La paradoja de todo esto es que ocurre en lugares que habían
sido laboratorios de pluralismo y encuentro: destaca, a tal propósito,
la admiración que el beato Juan Pablo II tenía por el Líbano como modelo
de país del Medio Oriente fiel a sus propias raíces pero libre y
moderno, un laboratorio social exitoso de convivencia y tolerancia
sustancial, además de formalmente de estructura estatal democrática.
Hoy, por desgracia, todo esto aparece cada vez más como un sueño de una
época remota ya olvidada de la historia.

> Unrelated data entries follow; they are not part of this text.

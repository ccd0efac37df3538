//! Directory domain model shared by every account.
//!
//! # Responsibility
//! - Define explicit value types for groups and contacts.
//! - Provide pure helpers for identity, print-name and marker extraction.
//!
//! # Invariants
//! - Once tagged, an entity's identity is its UID and nothing else.
//! - Model types carry no account handle; they are plain data.

pub mod contact;
pub mod group;
pub mod marker;
pub mod uid;
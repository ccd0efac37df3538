//! Group identity lookup and membership remapping.
//!
//! Memberships are stored as account-local group resource identifiers. They
//! travel between accounts as group UIDs.

use crate::model::contact::Contact;
use crate::model::group::Group;
use crate::model::uid::Uid;
use log::debug;
use std::collections::{BTreeSet, HashMap, HashSet};

/// UID, resource identifier and name of every tagged group in one account.
#[derive(Debug, Clone, Default)]
pub struct GroupTable {
    resource_by_uid: HashMap<Uid, String>,
    uid_by_resource: HashMap<String, Uid>,
    name_by_uid: HashMap<Uid, String>,
}

impl GroupTable {
    /// Indexes `groups`. Untagged groups are skipped.
    pub fn from_groups(groups: &[Group]) -> Self {
        let mut table = Self::default();
        for group in groups {
            let Some(uid) = group.uid() else {
                continue;
            };
            table
                .resource_by_uid
                .insert(uid.to_string(), group.resource_id.clone());
            table
                .uid_by_resource
                .insert(group.resource_id.clone(), uid.to_string());
            table.name_by_uid.insert(uid.to_string(), group.name.clone());
        }
        table
    }

    pub fn len(&self) -> usize {
        self.resource_by_uid.len()
    }

    pub fn is_empty(&self) -> bool {
        self.resource_by_uid.is_empty()
    }

    pub fn resource_for(&self, uid: &str) -> Option<&str> {
        self.resource_by_uid.get(uid).map(String::as_str)
    }

    pub fn uid_for(&self, resource_id: &str) -> Option<&str> {
        self.uid_by_resource.get(resource_id).map(String::as_str)
    }

    pub fn name_for(&self, uid: &str) -> Option<&str> {
        self.name_by_uid.get(uid).map(String::as_str)
    }

    /// UIDs of groups whose name is in `names`.
    pub fn uids_named(&self, names: &BTreeSet<String>) -> HashSet<Uid> {
        self.name_by_uid
            .iter()
            .filter(|(_, name)| names.contains(*name))
            .map(|(uid, _)| uid.clone())
            .collect()
    }

    /// Group UIDs of `contact`'s memberships, in membership order.
    ///
    /// Memberships pointing at unknown groups are dropped.
    pub fn membership_uids(&self, contact: &Contact) -> Vec<Uid> {
        let mut uids: Vec<Uid> = Vec::with_capacity(contact.memberships.len());
        for resource_id in &contact.memberships {
            match self.uid_for(resource_id) {
                Some(uid) if !uids.iter().any(|seen| seen == uid) => uids.push(uid.to_string()),
                Some(_) => {}
                None => debug!(
                    "event=membership_unknown module=sync status=dropped resource_id={}",
                    resource_id
                ),
            }
        }
        uids
    }

    /// Whether `contact` belongs to any group in `private_uids`.
    pub fn is_private(&self, contact: &Contact, private_uids: &HashSet<Uid>) -> bool {
        contact
            .memberships
            .iter()
            .filter_map(|resource_id| self.uid_for(resource_id))
            .any(|uid| private_uids.contains(uid))
    }
}

/// Maps group UIDs to resource identifiers in the `target` account.
///
/// UIDs with no counterpart in `target` are dropped and duplicates collapse.
pub fn remap_memberships(uids: &[Uid], target: &GroupTable) -> Vec<String> {
    let mut resources: Vec<String> = Vec::with_capacity(uids.len());
    for uid in uids {
        match target.resource_for(uid) {
            Some(resource_id) if !resources.iter().any(|seen| seen == resource_id) => {
                resources.push(resource_id.to_string())
            }
            Some(_) => {}
            None => debug!(
                "event=membership_remap module=sync status=dropped group_uid={}",
                uid
            ),
        }
    }
    resources
}
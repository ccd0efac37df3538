//! Contact reconciliation.
//!
//! # Responsibility
//! - Classify every (UID, account) pair against the prior snapshot.
//! - Enforce privacy, replicate creates and edits, then propagate deletions.
//!
//! # Invariants
//! - Deletions are detected after replication, against each account's
//!   current holdings; a copy dropped for privacy is not a deletion.
//! - Each UID is resolved once per run with at most one source account.
//! - Memberships are always remapped into the target account's groups.
//! - No write is issued when the target already carries the source payload.

use crate::model::contact::REPLICATED_FIELDS;
use crate::model::marker::is_newer;
use crate::model::uid::Uid;
use crate::snapshot::Snapshot;
use crate::sync::account::Account;
use crate::sync::membership::{remap_memberships, GroupTable};
use crate::sync::report::SyncReport;
use crate::sync::SyncResult;
use log::{debug, info, warn};
use std::collections::HashSet;

/// Change state of one contact copy relative to its account's prior snapshot.
#[derive(Debug, Clone, Copy, PartialEq, Eq)]
pub enum ContactState {
    /// Not recorded in the prior snapshot.
    New,
    /// Recorded, and the current marker is strictly newer.
    Modified,
    Unchanged,
}

impl ContactState {
    pub fn classify(prior: Option<&str>, current: Option<&str>) -> Self {
        match prior {
            None => Self::New,
            Some(prior) if is_newer(current, Some(prior)) => Self::Modified,
            Some(_) => Self::Unchanged,
        }
    }
}

/// Resolves every contact UID across `accounts`.
///
/// `priors[i]`, `tables[i]` belong to `accounts[i]`. Replication and privacy
/// run first; deletions are then detected against each account's state after
/// replication, so an edit made elsewhere re-creates a deleted copy.
pub fn reconcile_contacts(
    accounts: &mut [Account],
    priors: &[Snapshot],
    tables: &[GroupTable],
    private_uids: &HashSet<Uid>,
    report: &mut SyncReport,
) -> SyncResult<()> {
    let mut baselines = priors.to_vec();
    for uid in uids_in_order(accounts) {
        let holders: Vec<usize> = (0..accounts.len())
            .filter(|index| accounts[*index].holds(&uid))
            .collect();
        let private_in = holders.iter().copied().find(|index| {
            accounts[*index]
                .contact(&uid)
                .is_some_and(|contact| tables[*index].is_private(contact, private_uids))
        });
        if let Some(keeper) = private_in {
            enforce_privacy(accounts, &mut baselines, &uid, keeper, report)?;
            continue;
        }

        replicate(accounts, priors, tables, &uid, &holders, report)?;
    }

    propagate_deletions(accounts, &baselines, report)?;

    info!(
        "event=contact_reconcile module=sync status=ok created={} updated={} deleted_private={} deleted_propagated={}",
        report.contacts_created,
        report.contacts_updated,
        report.contacts_deleted_private,
        report.contacts_deleted_propagated
    );
    Ok(())
}

/// Deletes, everywhere else, each UID an account recorded but no longer holds.
fn propagate_deletions(
    accounts: &mut [Account],
    baselines: &[Snapshot],
    report: &mut SyncReport,
) -> SyncResult<()> {
    for (deleted_by, baseline) in baselines.iter().enumerate() {
        let gone: Vec<Uid> = baseline
            .keys()
            .filter(|uid| !accounts[deleted_by].holds(uid))
            .cloned()
            .collect();
        for uid in gone {
            propagate_deletion(accounts, &uid, deleted_by, report)?;
        }
    }
    Ok(())
}

/// Every held UID, accounts in configured order, first appearance kept.
fn uids_in_order(accounts: &[Account]) -> Vec<Uid> {
    let mut seen = HashSet::new();
    let mut order = Vec::new();
    for account in accounts {
        for uid in account.contacts().keys() {
            if seen.insert(uid.clone()) {
                order.push(uid.clone());
            }
        }
    }
    order
}

fn propagate_deletion(
    accounts: &mut [Account],
    uid: &str,
    deleted_by: usize,
    report: &mut SyncReport,
) -> SyncResult<()> {
    let origin = accounts[deleted_by].name().to_string();
    for (index, account) in accounts.iter_mut().enumerate() {
        if index == deleted_by {
            continue;
        }
        if account.delete_contact(uid)? {
            info!(
                "event=contact_delete module=sync status=ok reason=deleted account={} uid={} deleted_in={}",
                account.name(),
                uid,
                origin
            );
            report.contacts_deleted_propagated += 1;
        }
    }
    Ok(())
}

fn enforce_privacy(
    accounts: &mut [Account],
    baselines: &mut [Snapshot],
    uid: &str,
    keeper: usize,
    report: &mut SyncReport,
) -> SyncResult<()> {
    let private_in = accounts[keeper].name().to_string();
    for (index, account) in accounts.iter_mut().enumerate() {
        if index == keeper {
            continue;
        }
        if account.delete_contact(uid)? {
            info!(
                "event=contact_delete module=sync status=ok reason=private account={} uid={} private_in={}",
                account.name(),
                uid,
                private_in
            );
            baselines[index].remove(uid);
            report.contacts_deleted_private += 1;
        }
    }
    Ok(())
}

fn replicate(
    accounts: &mut [Account],
    priors: &[Snapshot],
    tables: &[GroupTable],
    uid: &str,
    holders: &[usize],
    report: &mut SyncReport,
) -> SyncResult<()> {
    let Some(&first_holder) = holders.first() else {
        return Ok(());
    };
    let modified_in = holders.iter().rev().copied().find(|index| {
        let current = accounts[*index]
            .contact(uid)
            .and_then(|contact| contact.updated.as_deref());
        let prior = priors[*index].get(uid).map(String::as_str);
        ContactState::classify(prior, current) == ContactState::Modified
    });
    let source_index = modified_in.unwrap_or(first_holder);
    let Some(source) = accounts[source_index].contact(uid).cloned() else {
        return Ok(());
    };
    let group_uids = tables[source_index].membership_uids(&source);
    let source_name = accounts[source_index].name().to_string();

    for (index, account) in accounts.iter_mut().enumerate() {
        if index == source_index {
            continue;
        }
        let memberships = remap_memberships(&group_uids, &tables[index]);
        match account.contact(uid).cloned() {
            Some(mut target) => {
                if modified_in.is_none() {
                    continue;
                }
                if memberships.is_empty() {
                    warn!(
                        "event=contact_update module=sync status=skipped reason=no_groups account={} uid={}",
                        account.name(),
                        uid
                    );
                    continue;
                }
                if !target.overwrite_from(&source, memberships) {
                    debug!(
                        "event=contact_update module=sync status=noop account={} uid={}",
                        account.name(),
                        uid
                    );
                    continue;
                }
                info!(
                    "event=contact_update module=sync status=ok account={} uid={} from_account={}",
                    account.name(),
                    uid,
                    source_name
                );
                account.update_contact(target, REPLICATED_FIELDS)?;
                report.contacts_updated += 1;
            }
            None => {
                if modified_in.is_none() && priors[index].contains_key(uid) {
                    continue;
                }
                if memberships.is_empty() {
                    warn!(
                        "event=contact_create module=sync status=skipped reason=no_groups account={} uid={}",
                        account.name(),
                        uid
                    );
                    continue;
                }
                info!(
                    "event=contact_create module=sync status=ok account={} uid={} from_account={}",
                    account.name(),
                    uid,
                    source_name
                );
                account.create_contact(source.replica(memberships))?;
                report.contacts_created += 1;
            }
        }
    }
    Ok(())
}
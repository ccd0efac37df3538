use std::error::Error;
use std::fmt::{Display, Formatter};
use std::path::PathBuf;

pub type DbResult<T> = Result<T, DbError>;

/// Failure opening or migrating the state database.
#[derive(Debug)]
pub enum DbError {
    Sqlite(rusqlite::Error),
    /// The directory that should hold the database file could not be created.
    CreateDir {
        path: PathBuf,
        source: std::io::Error,
    },
    /// The file was written by a newer build.
    SchemaTooNew { found: u32, supported: u32 },
}

impl Display for DbError {
    fn fmt(&self, f: &mut Formatter<'_>) -> std::fmt::Result {
        match self {
            Self::Sqlite(_) => write!(f, "state database operation failed"),
            Self::CreateDir { path, .. } => {
                write!(f, "cannot create state directory `{}`", path.display())
            }
            Self::SchemaTooNew { found, supported } => write!(
                f,
                "state database is at schema {found}; this build reads up to {supported}"
            ),
        }
    }
}

impl Error for DbError {
    fn source(&self) -> Option<&(dyn Error + 'static)> {
        match self {
            Self::Sqlite(err) => Some(err),
            Self::CreateDir { source, .. } => Some(source),
            Self::SchemaTooNew { .. } => None,
        }
    }
}

impl From<rusqlite::Error> for DbError {
    fn from(value: rusqlite::Error) -> Self {
        Self::Sqlite(value)
    }
}
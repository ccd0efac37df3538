//! Contact domain model.
//!
//! # Responsibility
//! - Define the account-scoped contact record.
//! - Derive the print name and eligibility used by reconciliation.
//! - Build replication payloads that are safe to write to another account.
//!
//! # Invariants
//! - Contacts without a print name or without memberships are never
//!   reconciled.
//! - Replicas never carry the source account's resource identifier,
//!   concurrency token, photo, or externally sourced values.

use crate::model::uid::UidTags;
use serde::{Deserialize, Serialize};

/// Fields of a contact that an update call may change.
#[derive(Debug, Clone, Copy, PartialEq, Eq)]
pub enum ContactField {
    Names,
    Organizations,
    EmailAddresses,
    PhoneNumbers,
    Addresses,
    Biographies,
    Memberships,
    UidTags,
}

/// Fields overwritten when an edit is replicated to another account.
pub const REPLICATED_FIELDS: &[ContactField] = &[
    ContactField::Names,
    ContactField::Organizations,
    ContactField::EmailAddresses,
    ContactField::PhoneNumbers,
    ContactField::Addresses,
    ContactField::Biographies,
    ContactField::Memberships,
];

/// Origin of a multi-valued entry.
///
/// Only `Contact`-sourced values belong to the record itself; the others are
/// merged in by the service from profiles or domain directories and are
/// rejected when written back.
#[derive(Debug, Clone, Copy, Default, PartialEq, Eq, Serialize, Deserialize)]
#[serde(rename_all = "snake_case")]
pub enum ValueSource {
    #[default]
    Contact,
    Profile,
    Domain,
}

/// One labeled entry such as an email address or phone number.
#[derive(Debug, Clone, PartialEq, Eq, Serialize, Deserialize)]
pub struct ContactValue {
    #[serde(default)]
    pub label: String,
    pub value: String,
    #[serde(default)]
    pub source: ValueSource,
}

impl ContactValue {
    pub fn new(label: impl Into<String>, value: impl Into<String>) -> Self {
        Self {
            label: label.into(),
            value: value.into(),
            source: ValueSource::Contact,
        }
    }

    /// Whether the store accepts this entry on write.
    pub fn is_writable(&self) -> bool {
        self.source == ValueSource::Contact
    }
}

/// One contact as stored in one account.
#[derive(Debug, Clone, Default, PartialEq, Eq, Serialize, Deserialize)]
pub struct Contact {
    /// UID tags stored on the remote record.
    #[serde(default)]
    pub uid_tags: UidTags,
    /// Account-local identifier. `None` before creation.
    #[serde(default)]
    pub resource_id: Option<String>,
    /// Concurrency token required by updates.
    #[serde(default)]
    pub etag: Option<String>,
    /// Primary name field.
    #[serde(default)]
    pub name: Option<String>,
    #[serde(default)]
    pub organization: Option<String>,
    #[serde(default)]
    pub emails: Vec<ContactValue>,
    #[serde(default)]
    pub phones: Vec<ContactValue>,
    #[serde(default)]
    pub addresses: Vec<ContactValue>,
    #[serde(default)]
    pub note: Option<String>,
    #[serde(default)]
    pub photo_url: Option<String>,
    /// Group resource identifiers in this contact's own account.
    #[serde(default)]
    pub memberships: Vec<String>,
    /// Last modification marker.
    #[serde(default)]
    pub updated: Option<String>,
}

impl Contact {
    /// Creates an untagged, unsaved contact with a primary name.
    pub fn named(name: impl Into<String>) -> Self {
        Self {
            name: Some(name.into()),
            ..Self::default()
        }
    }

    /// Cross-account identity, if assigned.
    pub fn uid(&self) -> Option<&str> {
        self.uid_tags.primary()
    }

    /// Display name: primary name, else organization, else none.
    pub fn print_name(&self) -> Option<&str> {
        non_blank(self.name.as_deref()).or_else(|| non_blank(self.organization.as_deref()))
    }

    /// Whether reconciliation may see this contact at all.
    pub fn is_eligible(&self) -> bool {
        self.print_name().is_some() && !self.memberships.is_empty()
    }

    /// Builds a copy suitable for creation in another account.
    ///
    /// `memberships` must already be remapped to the target account.
    pub fn replica(&self, memberships: Vec<String>) -> Contact {
        Contact {
            uid_tags: self.uid_tags.clone(),
            resource_id: None,
            etag: None,
            name: self.name.clone(),
            organization: self.organization.clone(),
            emails: writable(&self.emails),
            phones: writable(&self.phones),
            addresses: writable(&self.addresses),
            note: self.note.clone(),
            photo_url: None,
            memberships,
            updated: None,
        }
    }

    /// Copies replicated fields from `source` onto this record.
    ///
    /// Keeps this record's identity, resource identifier, concurrency token
    /// and photo. Returns whether anything changed.
    pub fn overwrite_from(&mut self, source: &Contact, memberships: Vec<String>) -> bool {
        let replica = source.replica(memberships);
        if self.same_payload(&replica) {
            return false;
        }
        self.name = replica.name;
        self.organization = replica.organization;
        self.emails = replica.emails;
        self.phones = replica.phones;
        self.addresses = replica.addresses;
        self.note = replica.note;
        self.memberships = replica.memberships;
        true
    }

    /// Compares the fields covered by `REPLICATED_FIELDS`.
    pub fn same_payload(&self, other: &Contact) -> bool {
        self.name == other.name
            && self.organization == other.organization
            && writable(&self.emails) == writable(&other.emails)
            && writable(&self.phones) == writable(&other.phones)
            && writable(&self.addresses) == writable(&other.addresses)
            && self.note == other.note
            && self.memberships == other.memberships
    }
}

fn non_blank(value: Option<&str>) -> Option<&str> {
    value.map(str::trim).filter(|value| !value.is_empty())
}

fn writable(values: &[ContactValue]) -> Vec<ContactValue> {
    values
        .iter()
        .filter(|value| value.is_writable())
        .cloned()
        .collect()
}

#[cfg(test)]
mod tests {
    use super::{Contact, ContactValue, ValueSource};
    use crate::model::uid::UidTags;

    #[test]
    fn print_name_falls_back_to_organization() {
        let mut contact = Contact::default();
        assert_eq!(contact.print_name(), None);

        contact.organization = Some("Acme".to_string());
        assert_eq!(contact.print_name(), Some("Acme"));

        contact.name = Some("  ".to_string());
        assert_eq!(contact.print_name(), Some("Acme"));

        contact.name = Some("Jane Doe".to_string());
        assert_eq!(contact.print_name(), Some("Jane Doe"));
    }

    #[test]
    fn eligibility_requires_name_and_membership() {
        let mut contact = Contact::named("Jane Doe");
        assert!(!contact.is_eligible());

        contact.memberships.push("contactGroups/1".to_string());
        assert!(contact.is_eligible());

        contact.name = None;
        assert!(!contact.is_eligible());
    }

    #[test]
    fn replica_strips_account_local_and_external_fields() {
        let mut source = Contact::named("Jane Doe");
        source.uid_tags = UidTags::single("c1");
        source.resource_id = Some("people/7".to_string());
        source.etag = Some("etag-7".to_string());
        source.photo_url = Some("https://example.invalid/p.jpg".to_string());
        source.updated = Some("2024-01-01T00:00:00Z".to_string());
        source.emails.push(ContactValue::new("home", "jane@example.com"));
        source.emails.push(ContactValue {
            label: "work".to_string(),
            value: "jane@corp.example".to_string(),
            source: ValueSource::Domain,
        });

        let replica = source.replica(vec!["contactGroups/9".to_string()]);
        assert_eq!(replica.uid(), Some("c1"));
        assert_eq!(replica.resource_id, None);
        assert_eq!(replica.etag, None);
        assert_eq!(replica.photo_url, None);
        assert_eq!(replica.updated, None);
        assert_eq!(replica.emails.len(), 1);
        assert_eq!(replica.memberships, vec!["contactGroups/9".to_string()]);
    }

    #[test]
    fn overwrite_keeps_target_identity_and_reports_changes() {
        let mut source = Contact::named("Jane Roe");
        source.uid_tags = UidTags::single("c1");
        source.resource_id = Some("people/1".to_string());

        let mut target = Contact::named("Jane Doe");
        target.uid_tags = UidTags::single("c1");
        target.resource_id = Some("people/55".to_string());
        target.etag = Some("etag-55".to_string());
        target.photo_url = Some("photo".to_string());

        let memberships = vec!["contactGroups/3".to_string()];
        assert!(target.overwrite_from(&source, memberships.clone()));
        assert_eq!(target.name.as_deref(), Some("Jane Roe"));
        assert_eq!(target.resource_id.as_deref(), Some("people/55"));
        assert_eq!(target.etag.as_deref(), Some("etag-55"));
        assert_eq!(target.photo_url.as_deref(), Some("photo"));

        assert!(!target.overwrite_from(&source, memberships));
    }
}
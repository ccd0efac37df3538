//! Modification marker comparison.
//!
//! Markers are opaque, time-ordered strings stamped by the remote service
//! (ISO-8601 timestamps in practice). They are only ever compared for
//! recency, lexically.

/// Returns whether `candidate` is strictly newer than `baseline`.
///
/// Both markers must be present; a missing one on either side is never newer.
pub fn is_newer(candidate: Option<&str>, baseline: Option<&str>) -> bool {
    match (candidate, baseline) {
        (Some(candidate), Some(baseline)) => candidate > baseline,
        _ => false,
    }
}
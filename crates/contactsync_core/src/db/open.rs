//! Connection bootstrap utilities for the state database.
//!
//! # Responsibility
//! - Open file or in-memory SQLite connections.
//! - Configure connection pragmas and apply migrations before returning.
//!
//! # Invariants
//! - Returned connections have `foreign_keys=ON`.
//! - Returned connections have migrations fully applied.

use super::migrations::apply_migrations;
use super::{DbError, DbResult};
use log::{error, info};
use rusqlite::Connection;
use std::path::Path;
use std::time::{Duration, Instant};

/// Opens the state database file, creating it and its parent directory when
/// missing, and applies pending migrations.
///
/// # Side effects
/// - Emits `db_open` logging events with duration and status.
pub fn open_db(path: impl AsRef<Path>) -> DbResult<Connection> {
    let path = path.as_ref();
    if let Some(parent) = path.parent().filter(|parent| !parent.as_os_str().is_empty()) {
        std::fs::create_dir_all(parent).map_err(|source| DbError::CreateDir {
            path: parent.to_path_buf(),
            source,
        })?;
    }
    open_with("file", || Connection::open(path))
}

/// Opens an in-memory state database and applies all migrations.
pub fn open_db_in_memory() -> DbResult<Connection> {
    open_with("memory", Connection::open_in_memory)
}

fn open_with(
    mode: &str,
    connect: impl FnOnce() -> rusqlite::Result<Connection>,
) -> DbResult<Connection> {
    let started_at = Instant::now();
    info!("event=db_open module=db status=start mode={mode}");

    let result = connect()
        .map_err(Into::into)
        .and_then(|mut conn| bootstrap_connection(&mut conn).map(|()| conn));

    match &result {
        Ok(_) => info!(
            "event=db_open module=db status=ok mode={mode} duration_ms={}",
            started_at.elapsed().as_millis()
        ),
        Err(err) => error!(
            "event=db_open module=db status=error mode={mode} duration_ms={} error={}",
            started_at.elapsed().as_millis(),
            err
        ),
    }
    result
}

fn bootstrap_connection(conn: &mut Connection) -> DbResult<()> {
    conn.execute_batch("PRAGMA foreign_keys = ON;")?;
    conn.busy_timeout(Duration::from_secs(5))?;
    apply_migrations(conn)?;
    Ok(())
}
// Drive command sources
//
// Exactly two kinds, matched explicitly by the arbiter:
// - Gamepad: polled on the control thread
// - Network: pushed by the zenoh bridge, expires when stale

pub mod gamepad;
#[cfg(feature = "gilrs")]
pub mod gilrs_backend;
pub mod network;

use std::sync::Arc;
use std::time::Instant;
use tracing::{debug, warn};

pub use gamepad::{
    Axis, AxisEvent, GamepadError, GamepadSource, GamepadState, InputBackend, NoGamepad,
};
pub use network::NetworkSource;

use crate::messages::RuntimeHealth;
use crate::motor::WheelCommand;

pub enum CommandSource {
    Gamepad(GamepadSource),
    Network(Arc<NetworkSource>),
}

impl CommandSource {
    /// This tick's command, or `None` if the source has nothing live to offer
    pub fn poll(&mut self, now: Instant) -> Option<WheelCommand> {
        match self {
            CommandSource::Gamepad(pad) => pad.poll().unwrap_or_else(|e| {
                debug!("Gamepad poll failed: {}", e);
                None
            }),
            CommandSource::Network(net) => net.get_speed_at(now),
        }
    }

    /// Housekeeping after the tick's command went out: reconnect a missing gamepad
    pub fn maintain(&mut self) {
        if let CommandSource::Gamepad(pad) = self {
            if !pad.is_connected() {
                if let Err(e) = pad.connect() {
                    debug!("Gamepad not available: {}", e);
                }
            }
        }
    }

    pub fn as_gamepad(&self) -> Option<&GamepadSource> {
        match self {
            CommandSource::Gamepad(pad) => Some(pad),
            CommandSource::Network(_) => None,
        }
    }

    /// Health reported while this source is driving
    pub fn health(&self) -> RuntimeHealth {
        match self {
            CommandSource::Gamepad(_) => RuntimeHealth::Gamepad,
            CommandSource::Network(_) => RuntimeHealth::Network,
        }
    }
}

/// Gamepad backend for this build: gilrs when the feature is enabled, otherwise none
#[cfg(feature = "gilrs")]
pub fn default_backend() -> Box<dyn InputBackend> {
    match gilrs_backend::GilrsBackend::new() {
        Ok(backend) => Box::new(backend),
        Err(e) => {
            warn!("Gamepad input unavailable: {}", e);
            Box::new(NoGamepad)
        }
    }
}

#[cfg(not(feature = "gilrs"))]
pub fn default_backend() -> Box<dyn InputBackend> {
    warn!("Built without gamepad support, network commands only");
    Box::new(NoGamepad)
}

No obstante los sufrimientos,
concluyó Eid, los cristianos siguen colaborando con el pacto de
ciudadanía: sus instituciones educativas (escuelas y universidades),
buscadas y admiradas aún por los no cristianos, siguen desarrollando
pacientemente su tarea de educación y de alta formación de acuerdo a una
lógica puramente evangélica, que ve al prójimo como un hermano en
Cristo, mientras la Iglesia, en medio de miles de dificultades, continúa
trabajando como sujeto activo de mediación y reconciliación social en
las crisis.
Como una prueba más de la emergencia en curso, también se
trató el tema en una mesa redonda posterior en la que intervino el ex
ministro paquistaní Paul Bhatti, hermano del fallecido Shahbaz
(1968-2011), que ha descrito la situación actual en su país —que
pertenece a un área geográfica distinta – como análoga, bajo muchos
aspectos, a cuanto sucede cotidianamente en Medio Oriente, con el
agravante de la presencia de una ley específica (la tristemente conocida
“ley de blasfemia”, por la que Asia Bibi todavía está encarcelada) que
de hecho es un instrumento de control y represión del disenso, no solo
religioso sino también político y social en las manos de extremistas y
radicales. El resultado —también debido a la permanente debilidad del
ejecutivo y de las fuerzas de seguridad— es que de las raíces genuinas
del estado de Pakistán, que nació en 1947 separándose de la India sobre
bases puramente seculares, actualmente queda poco o nada y la ideología
del fanatismo vence sobre todo gracias al analfabetismo de las masas que
está muy extendido en el país (llegando a 70 % en algunas áreas) y al
adoctrinamiento selectivo en algunas madrasas (financiadas desde el
exterior) de miles de niños pobres que viven en las calles y que están
por eso más expuestos a los grupos extremistas y enemigos de la
verdadera paz: en la atormentada república del Asia meridional, por
desgracia, el camino a la reconciliación, no obstante el sacrificio de
Bhatti y Salman Taseer (1946-2011), parece todavía muy largo.